Data for the task section start

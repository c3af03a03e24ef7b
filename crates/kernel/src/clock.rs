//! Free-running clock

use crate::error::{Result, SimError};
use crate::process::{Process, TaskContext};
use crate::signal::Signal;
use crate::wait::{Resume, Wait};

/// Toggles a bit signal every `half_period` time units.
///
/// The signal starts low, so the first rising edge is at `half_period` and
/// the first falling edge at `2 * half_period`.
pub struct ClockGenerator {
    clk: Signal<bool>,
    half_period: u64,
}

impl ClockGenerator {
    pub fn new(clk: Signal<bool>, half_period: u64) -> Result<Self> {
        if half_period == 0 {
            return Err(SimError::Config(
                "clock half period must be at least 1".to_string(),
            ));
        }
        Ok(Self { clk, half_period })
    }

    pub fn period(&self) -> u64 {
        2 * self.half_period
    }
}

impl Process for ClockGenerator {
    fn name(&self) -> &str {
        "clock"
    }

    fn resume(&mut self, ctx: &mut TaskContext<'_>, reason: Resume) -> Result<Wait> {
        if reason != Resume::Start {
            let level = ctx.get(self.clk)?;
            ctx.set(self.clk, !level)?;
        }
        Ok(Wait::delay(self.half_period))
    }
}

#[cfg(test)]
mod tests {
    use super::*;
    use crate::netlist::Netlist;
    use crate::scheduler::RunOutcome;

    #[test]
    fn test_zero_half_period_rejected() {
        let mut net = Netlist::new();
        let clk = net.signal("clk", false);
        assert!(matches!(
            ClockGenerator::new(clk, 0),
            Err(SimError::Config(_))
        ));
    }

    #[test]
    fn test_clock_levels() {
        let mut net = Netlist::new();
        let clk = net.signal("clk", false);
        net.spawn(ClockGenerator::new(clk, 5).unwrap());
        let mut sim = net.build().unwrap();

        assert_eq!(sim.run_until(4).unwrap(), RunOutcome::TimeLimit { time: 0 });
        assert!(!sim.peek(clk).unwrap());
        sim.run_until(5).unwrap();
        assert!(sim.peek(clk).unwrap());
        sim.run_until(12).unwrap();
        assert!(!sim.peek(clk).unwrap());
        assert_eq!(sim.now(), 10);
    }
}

Data for the task section end
Data for the task section start

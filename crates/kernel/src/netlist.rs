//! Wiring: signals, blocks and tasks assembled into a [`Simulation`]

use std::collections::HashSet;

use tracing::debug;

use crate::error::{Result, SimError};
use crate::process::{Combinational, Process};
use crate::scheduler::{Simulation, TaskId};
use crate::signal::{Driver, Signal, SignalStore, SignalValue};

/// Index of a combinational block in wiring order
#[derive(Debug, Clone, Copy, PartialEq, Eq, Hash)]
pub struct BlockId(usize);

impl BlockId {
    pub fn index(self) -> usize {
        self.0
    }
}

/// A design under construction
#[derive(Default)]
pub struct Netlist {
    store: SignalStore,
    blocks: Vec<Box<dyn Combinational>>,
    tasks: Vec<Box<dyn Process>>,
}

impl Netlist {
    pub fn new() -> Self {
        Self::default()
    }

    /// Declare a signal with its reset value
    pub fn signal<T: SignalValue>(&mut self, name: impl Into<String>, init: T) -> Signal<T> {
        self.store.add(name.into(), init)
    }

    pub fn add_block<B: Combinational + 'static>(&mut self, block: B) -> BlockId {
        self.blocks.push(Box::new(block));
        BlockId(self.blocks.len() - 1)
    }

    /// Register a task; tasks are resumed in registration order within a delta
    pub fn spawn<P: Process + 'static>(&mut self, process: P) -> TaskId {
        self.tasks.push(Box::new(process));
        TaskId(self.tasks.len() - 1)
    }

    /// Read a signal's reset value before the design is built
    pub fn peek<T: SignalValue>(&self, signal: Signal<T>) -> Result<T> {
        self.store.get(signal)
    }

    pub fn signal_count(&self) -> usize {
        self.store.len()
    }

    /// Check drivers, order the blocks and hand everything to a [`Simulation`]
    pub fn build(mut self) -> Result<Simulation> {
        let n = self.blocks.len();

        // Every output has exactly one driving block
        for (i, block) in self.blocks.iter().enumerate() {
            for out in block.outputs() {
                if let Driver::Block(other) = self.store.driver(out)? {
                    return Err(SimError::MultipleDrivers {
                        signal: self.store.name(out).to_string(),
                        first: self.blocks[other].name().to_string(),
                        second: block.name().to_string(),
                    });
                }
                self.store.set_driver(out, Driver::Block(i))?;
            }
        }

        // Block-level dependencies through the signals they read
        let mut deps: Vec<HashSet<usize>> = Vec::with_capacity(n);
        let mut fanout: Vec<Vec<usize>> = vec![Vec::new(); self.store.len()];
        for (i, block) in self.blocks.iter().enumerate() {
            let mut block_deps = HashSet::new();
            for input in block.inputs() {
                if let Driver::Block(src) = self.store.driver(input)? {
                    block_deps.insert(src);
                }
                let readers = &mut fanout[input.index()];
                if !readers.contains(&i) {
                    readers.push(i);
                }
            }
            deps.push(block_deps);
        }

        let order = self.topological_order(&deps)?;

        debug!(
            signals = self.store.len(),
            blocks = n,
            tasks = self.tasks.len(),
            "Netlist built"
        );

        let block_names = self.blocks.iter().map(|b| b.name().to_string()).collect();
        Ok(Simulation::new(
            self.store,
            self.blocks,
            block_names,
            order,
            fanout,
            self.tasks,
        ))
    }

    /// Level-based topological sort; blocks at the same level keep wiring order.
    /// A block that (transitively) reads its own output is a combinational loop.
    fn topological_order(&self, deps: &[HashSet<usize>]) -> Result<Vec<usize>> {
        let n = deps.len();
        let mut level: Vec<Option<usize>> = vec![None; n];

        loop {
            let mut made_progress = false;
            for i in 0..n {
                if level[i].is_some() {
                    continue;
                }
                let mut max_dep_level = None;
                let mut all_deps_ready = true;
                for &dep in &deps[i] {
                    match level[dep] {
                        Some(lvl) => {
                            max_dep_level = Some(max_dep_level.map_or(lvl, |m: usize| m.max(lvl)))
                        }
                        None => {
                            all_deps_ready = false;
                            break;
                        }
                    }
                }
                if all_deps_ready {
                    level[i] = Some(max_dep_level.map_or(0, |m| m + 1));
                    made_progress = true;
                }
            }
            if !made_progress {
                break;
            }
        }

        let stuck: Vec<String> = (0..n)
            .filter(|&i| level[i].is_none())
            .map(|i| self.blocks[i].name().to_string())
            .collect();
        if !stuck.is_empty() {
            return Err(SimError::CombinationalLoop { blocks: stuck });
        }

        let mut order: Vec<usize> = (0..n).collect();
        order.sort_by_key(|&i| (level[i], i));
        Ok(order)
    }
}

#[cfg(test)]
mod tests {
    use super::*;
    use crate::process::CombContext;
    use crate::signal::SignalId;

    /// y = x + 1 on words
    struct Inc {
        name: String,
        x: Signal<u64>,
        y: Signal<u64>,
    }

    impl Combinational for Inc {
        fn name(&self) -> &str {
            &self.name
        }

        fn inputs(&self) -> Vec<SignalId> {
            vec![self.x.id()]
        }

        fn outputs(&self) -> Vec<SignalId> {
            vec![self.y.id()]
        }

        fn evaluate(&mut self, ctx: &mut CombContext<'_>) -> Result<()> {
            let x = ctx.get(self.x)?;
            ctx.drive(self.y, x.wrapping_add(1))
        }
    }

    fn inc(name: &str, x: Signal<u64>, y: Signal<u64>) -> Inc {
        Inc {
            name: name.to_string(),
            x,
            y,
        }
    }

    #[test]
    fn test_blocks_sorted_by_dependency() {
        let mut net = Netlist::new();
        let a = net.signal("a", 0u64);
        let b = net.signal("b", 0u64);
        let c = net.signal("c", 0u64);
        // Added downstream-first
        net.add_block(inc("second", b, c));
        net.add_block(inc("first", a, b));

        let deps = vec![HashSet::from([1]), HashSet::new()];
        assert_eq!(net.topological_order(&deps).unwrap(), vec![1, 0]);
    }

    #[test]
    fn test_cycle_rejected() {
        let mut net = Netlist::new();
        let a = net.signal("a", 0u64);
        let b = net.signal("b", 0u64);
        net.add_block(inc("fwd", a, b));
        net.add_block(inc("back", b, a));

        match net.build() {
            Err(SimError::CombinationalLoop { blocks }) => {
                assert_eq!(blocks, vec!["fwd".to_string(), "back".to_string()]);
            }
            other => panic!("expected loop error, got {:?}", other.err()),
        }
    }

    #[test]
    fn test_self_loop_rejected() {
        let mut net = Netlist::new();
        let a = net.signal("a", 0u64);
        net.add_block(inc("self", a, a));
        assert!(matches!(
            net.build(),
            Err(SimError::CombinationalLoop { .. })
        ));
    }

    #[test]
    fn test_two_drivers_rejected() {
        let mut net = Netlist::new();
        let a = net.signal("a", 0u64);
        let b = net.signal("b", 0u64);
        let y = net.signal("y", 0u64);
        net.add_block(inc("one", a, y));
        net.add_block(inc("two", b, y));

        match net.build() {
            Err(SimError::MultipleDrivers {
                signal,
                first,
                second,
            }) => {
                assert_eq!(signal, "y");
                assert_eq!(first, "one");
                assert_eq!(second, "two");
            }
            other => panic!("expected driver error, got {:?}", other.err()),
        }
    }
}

Data for the task section end

Task details.
Please state how many lines in the records contain the word "edge", and give only that number.

Task answer.
2